Amazon SQS (S3) - IAM Role (Beta)
This page describes how to create an Amazon SQS (S3) - IAM Role data source. This data source stores the configuration required to access an Amazon SQS queue and the corresponding S3 bucket, and is used for consuming S3 object creation events delivered from Amazon S3 to SQS.

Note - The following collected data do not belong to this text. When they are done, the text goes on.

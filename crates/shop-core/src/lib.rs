//! # shop-core
//!
//! Order processing with pluggable strategies.
//!
//! This crate provides:
//! - `Order` and `LineItem` for the cart itself
//! - `PaymentMethod`, `DeliveryMethod`, `NotificationChannel` and
//!   `DiscountStrategy` traits with their built-in implementations
//! - `DiscountCalculator` for applying the selected discount
//! - `Reporter` as the sink for every human-readable message
//! - `StrategySelector` for picking strategies by name
//! - `OrderError` for typed error handling
//!
//! ## Example
//!
//! ```rust
//! use std::sync::Arc;
//! use shop_core::{
//!     CourierDelivery, CreditCardPayment, Currency, LineItem, Order, Price, RecordingReporter,
//! };
//!
//! let mut order = Order::new(Currency::RUB);
//! order.add_line_item(LineItem::new("Мышь", Price::new(50.0, Currency::RUB)?, 2)?)?;
//! order.set_payment_method(Arc::new(CreditCardPayment));
//! order.set_delivery_method(Arc::new(CourierDelivery));
//!
//! let reporter = RecordingReporter::new();
//! let summary = order.process(&reporter)?;
//!
//! assert_eq!(summary.total.to_string(), "100.00");
//! assert_eq!(reporter.messages()[1], "Заказ доставлен курьером.");
//! # Ok::<(), shop_core::OrderError>(())
//! ```

pub mod cart;
pub mod delivery;
pub mod discount;
pub mod error;
pub mod money;
pub mod notification;
pub mod order;
pub mod payment;
pub mod reporter;
pub mod strategy;

// Re-exports for convenience
pub use cart::{CartConfig, CartEntry};
pub use delivery::{
    CourierDelivery, DeliveryMethod, PickupPointDelivery, PostDelivery, SharedDeliveryMethod,
};
pub use discount::{
    DiscountCalculator, DiscountStrategy, FivePercentDiscount, PercentageDiscount,
    SharedDiscountStrategy, TenPercentDiscount,
};
pub use error::{ErrorKind, OrderError, OrderResult};
pub use money::{Currency, Price};
pub use notification::{
    EmailNotification, NotificationChannel, SharedNotificationChannel, SmsNotification,
};
pub use order::{LineItem, Order, OrderSummary};
pub use payment::{
    BankTransferPayment, CreditCardPayment, PayPalPayment, PaymentMethod, PaymentReceipt,
    SharedPaymentMethod,
};
pub use reporter::{ConsoleReporter, RecordingReporter, Reporter, TracingReporter};
pub use strategy::StrategySelector;
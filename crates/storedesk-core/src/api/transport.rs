//! The seam between the middleware stages and the network.

use std::time::Duration;

use async_trait::async_trait;
use reqwest::{header, Client};
use tracing::debug;

use super::{ApiRequest, ApiResponse, TransportError};

/// Fallback client timeout; requests normally carry their own.
const REQUEST_TIMEOUT_SECS: u64 = 30;

/// Sends a fully prepared request and returns whatever status came back.
/// Only failures that produced no status are errors.
#[async_trait]
pub trait Transport: Send + Sync {
    async fn send(&self, request: &ApiRequest) -> Result<ApiResponse, TransportError>;
}

/// Production transport.
/// Clone is cheap - reqwest::Client uses Arc internally for connection pooling.
#[derive(Clone)]
pub struct ReqwestTransport {
    client: Client,
}

impl ReqwestTransport {
    pub fn new() -> Result<Self, reqwest::Error> {
        let client = Client::builder()
            .timeout(Duration::from_secs(REQUEST_TIMEOUT_SECS))
            .build()?;

        Ok(Self { client })
    }

    pub fn with_client(client: Client) -> Self {
        Self { client }
    }

    fn map_error(err: reqwest::Error) -> TransportError {
        if err.is_timeout() {
            TransportError::Timeout(err.to_string())
        } else {
            TransportError::Network(err.to_string())
        }
    }
}

#[async_trait]
impl Transport for ReqwestTransport {
    async fn send(&self, request: &ApiRequest) -> Result<ApiResponse, TransportError> {
        let url = request.url();
        debug!(method = %request.method, url = %url, "Sending request");

        let mut builder = self
            .client
            .request(request.method.clone(), &url)
            .header(header::ACCEPT, "application/json");

        if !request.query.is_empty() {
            builder = builder.query(&request.query);
        }
        if let Some(timeout) = request.timeout {
            builder = builder.timeout(timeout);
        }
        if let Some(ref token) = request.bearer {
            builder = builder.bearer_auth(token);
        }
        if let Some(ref body) = request.body {
            builder = builder.json(body);
        }

        let response = builder.send().await.map_err(Self::map_error)?;
        let status = response.status().as_u16();
        let body = response.text().await.map_err(Self::map_error)?;

        Ok(ApiResponse { status, body })
    }
}
//! REST API client module for the store backend.
//!
//! This module provides the `ApiClient` together with the pieces it is
//! composed from:
//!
//! - `RequestStage` / `ResponseStage`: the pre-send and post-receive
//!   middleware (credentials, proactive refresh, timeouts, 401 recovery)
//! - `TimeoutPolicy`: per-endpoint timeout classification
//! - `Transport`: the seam to the network (`ReqwestTransport` in production)
//! - `ApiBaseUrl`: the process-wide base URL cell
//!
//! The backend uses JWT bearer authentication obtained from `/auth/login/`.

pub mod base_url;
pub mod client;
pub mod error;
pub mod middleware;
pub mod request;
pub mod timeout;
pub mod transport;

pub use base_url::ApiBaseUrl;
pub use client::{ApiClient, ConnectionTestResult};
pub use error::{ApiError, TransportError};
pub use middleware::{RequestStage, ResponseStage};
pub use request::{ApiRequest, ApiResponse, RequestOptions};
pub use timeout::{EndpointClass, TimeoutPolicy, TimeoutSettings};
pub use transport::{ReqwestTransport, Transport};
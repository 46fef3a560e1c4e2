//! Data models exchanged with the store backend.
//!
//! - `User`: the authenticated account as returned by the profile endpoint
//! - Auth payloads: `LoginCredentials`, `LoginResponse`, `TokenPair`, etc.
//! - `Paginated<T>`: the list envelope used by collection endpoints

pub mod page;
pub mod user;

pub use page::Paginated;
pub use user::{
    AdminVerifyResponse, ChangePasswordPayload, ChangePasswordResponse, LoginCredentials,
    LoginResponse, ProfileUpdate, RefreshResponse, TokenPair, User,
};
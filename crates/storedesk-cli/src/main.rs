//! storedesk - terminal front-end for the store administration API.
//!
//! Composes the core session layer with the OS keychain and the config file
//! and exposes a handful of commands for signing in and poking the API.

use std::io::{self, Write};
use std::sync::Arc;

use anyhow::{bail, Context, Result};
use storedesk_core::api::{ApiBaseUrl, RequestOptions, ReqwestTransport, TimeoutPolicy};
use storedesk_core::auth::{KeyringCredentialStore, LoginRedirect, Navigator};
use storedesk_core::config::{Config, FileSettings};
use storedesk_core::{ApiClient, SessionManager};
use tracing::info;
use tracing_appender::non_blocking::WorkerGuard;
use tracing_subscriber::{fmt, prelude::*, EnvFilter};

const LOG_FILE: &str = "storedesk.log";

const USAGE: &str = "\
Usage: storedesk <command> [args]

Commands:
  login [username]        Sign in (password is prompted)
  logout                  Sign out and clear stored credentials
  status                  Show the current session
  whoami                  Re-fetch and show the profile
  verify-admin            Ask the server whether you are an admin
  get <path> [key=value]  GET an API path and print the JSON
  set-url <url>           Change the API base URL
  ping [url]              Check connectivity to the API";

/// Prints the expired-session notice; there is no login screen to jump to.
struct TerminalNavigator;

impl Navigator for TerminalNavigator {
    fn to_login(&self, redirect: LoginRedirect) {
        if redirect.expired {
            eprintln!("Your session has expired. Run `storedesk login` to sign in again.");
        }
        if let Some(path) = redirect.return_to {
            eprintln!("(request was: {})", path);
        }
    }
}

/// Initialize the tracing subscriber for logging.
/// Logs go to stderr and, when a cache directory exists, to a log file.
fn init_tracing() -> Option<WorkerGuard> {
    // Use RUST_LOG env var to control log level (e.g., RUST_LOG=debug)
    let filter = EnvFilter::try_from_default_env().unwrap_or_else(|_| EnvFilter::new("warn"));

    let (file_layer, guard) = match Config::cache_dir() {
        Ok(dir) if std::fs::create_dir_all(&dir).is_ok() => {
            let appender = tracing_appender::rolling::never(dir, LOG_FILE);
            let (writer, guard) = tracing_appender::non_blocking(appender);
            (
                Some(fmt::layer().with_ansi(false).with_writer(writer)),
                Some(guard),
            )
        }
        _ => (None, None),
    };

    tracing_subscriber::registry()
        .with(fmt::layer().with_writer(io::stderr))
        .with(file_layer)
        .with(filter)
        .init();

    guard
}

fn build_session() -> Result<SessionManager> {
    let config = Config::load()?;
    let settings = Arc::new(FileSettings::open_default()?);
    let store = Arc::new(KeyringCredentialStore::new(Config::user_data_path()?));
    let transport = Arc::new(ReqwestTransport::new().context("Failed to build HTTP client")?);

    let api = ApiClient::new(
        transport,
        store,
        Arc::new(ApiBaseUrl::default()),
        TimeoutPolicy::from_settings(&config.timeouts),
    );
    api.set_navigator(Arc::new(TerminalNavigator));

    Ok(SessionManager::new(api, settings))
}

fn prompt(label: &str) -> Result<String> {
    print!("{}", label);
    io::stdout().flush()?;

    let mut input = String::new();
    io::stdin().read_line(&mut input)?;
    Ok(input.trim().to_string())
}

async fn login(session: &SessionManager, username: Option<&String>) -> Result<()> {
    let username = match username {
        Some(name) => name.clone(),
        None => match session.last_username().await {
            Some(last) => {
                let input = prompt(&format!("Username [{}]: ", last))?;
                if input.is_empty() {
                    last
                } else {
                    input
                }
            }
            None => prompt("Username: ")?,
        },
    };
    if username.is_empty() {
        bail!("Username required");
    }

    let password = rpassword::prompt_password("Password: ")?;
    let user = session.login(&username, &password).await?;
    println!("Signed in as {}", user.display_name());
    Ok(())
}

fn print_status(session: &SessionManager) {
    println!("API:      {}", session.api().base_url().get());
    match session.current_user() {
        Some(user) => {
            println!("User:     {} ({})", user.display_name(), user.username);
            println!("Admin:    {}", if session.is_admin() { "yes" } else { "no" });
        }
        None => println!("User:     not signed in"),
    }
}

async fn get(session: &SessionManager, path: &str, params: &[String]) -> Result<()> {
    let mut options = RequestOptions::default();
    for param in params {
        let (key, value) = param
            .split_once('=')
            .with_context(|| format!("Expected key=value, got '{}'", param))?;
        options = options.query(key, value);
    }

    let value: serde_json::Value = session.api().get_with(path, options).await?;
    println!("{}", serde_json::to_string_pretty(&value)?);
    Ok(())
}

async fn run(args: &[String]) -> Result<()> {
    let Some(command) = args.first() else {
        println!("{}", USAGE);
        return Ok(());
    };

    let session = build_session()?;
    session.initialize().await;

    match command.as_str() {
        "login" => login(&session, args.get(1)).await?,
        "logout" => {
            session.logout().await;
            println!("Signed out");
        }
        "status" => print_status(&session),
        "whoami" => {
            if !session.is_authenticated() {
                bail!("Not signed in");
            }
            session.refresh_profile().await;
            print_status(&session);
        }
        "verify-admin" => {
            let admin = session.verify_admin().await;
            println!("{}", if admin { "admin" } else { "not admin" });
        }
        "get" => {
            let path = args.get(1).context("Missing path")?;
            get(&session, path, &args[2..]).await?;
        }
        "set-url" => {
            let url = args.get(1).context("Missing URL")?;
            let clean = session.update_base_url(url).await?;
            println!("API URL set to {}", clean);
        }
        "ping" => {
            let result = session
                .api()
                .check_connection(args.get(1).map(String::as_str))
                .await;
            if !result.connected {
                bail!("{}", result.message);
            }
            println!("{}", result.message);
        }
        _ => {
            eprintln!("{}", USAGE);
            bail!("Unknown command: {}", command);
        }
    }
    Ok(())
}

#[tokio::main]
async fn main() -> Result<()> {
    // Load .env file if present (silently ignore if not found)
    let _ = dotenvy::dotenv();

    let _guard = init_tracing();
    info!("storedesk starting");

    let args: Vec<String> = std::env::args().skip(1).collect();
    run(&args).await
}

Amazon SQS (S3) - IAM Role only stores the connection and authorization information required for SQS (S3) ingestion. It does not consume messages by itself. The actual process of reading SQS messages, parsing S3 ObjectCreated events, and writing data into TiDB Cloud Lake is performed by an Amazon SQS (S3) Integration Task.
Use Cases
- Centrally manage the queue URL, Region, IAM Role, and path scope required for SQS (S3) ingestion
- Consume S3
ObjectCreatedevents and write the corresponding object data into TiDB Cloud Lake - Use S3 event notifications to drive data ingestion instead of relying only on polling an S3 path
- Update the IAM Role, queue URL, or path scope in one place when referenced by multiple tasks
Create Amazon SQS (S3) - IAM Role
Navigate to Data > Data Sources, then click Create Data Source.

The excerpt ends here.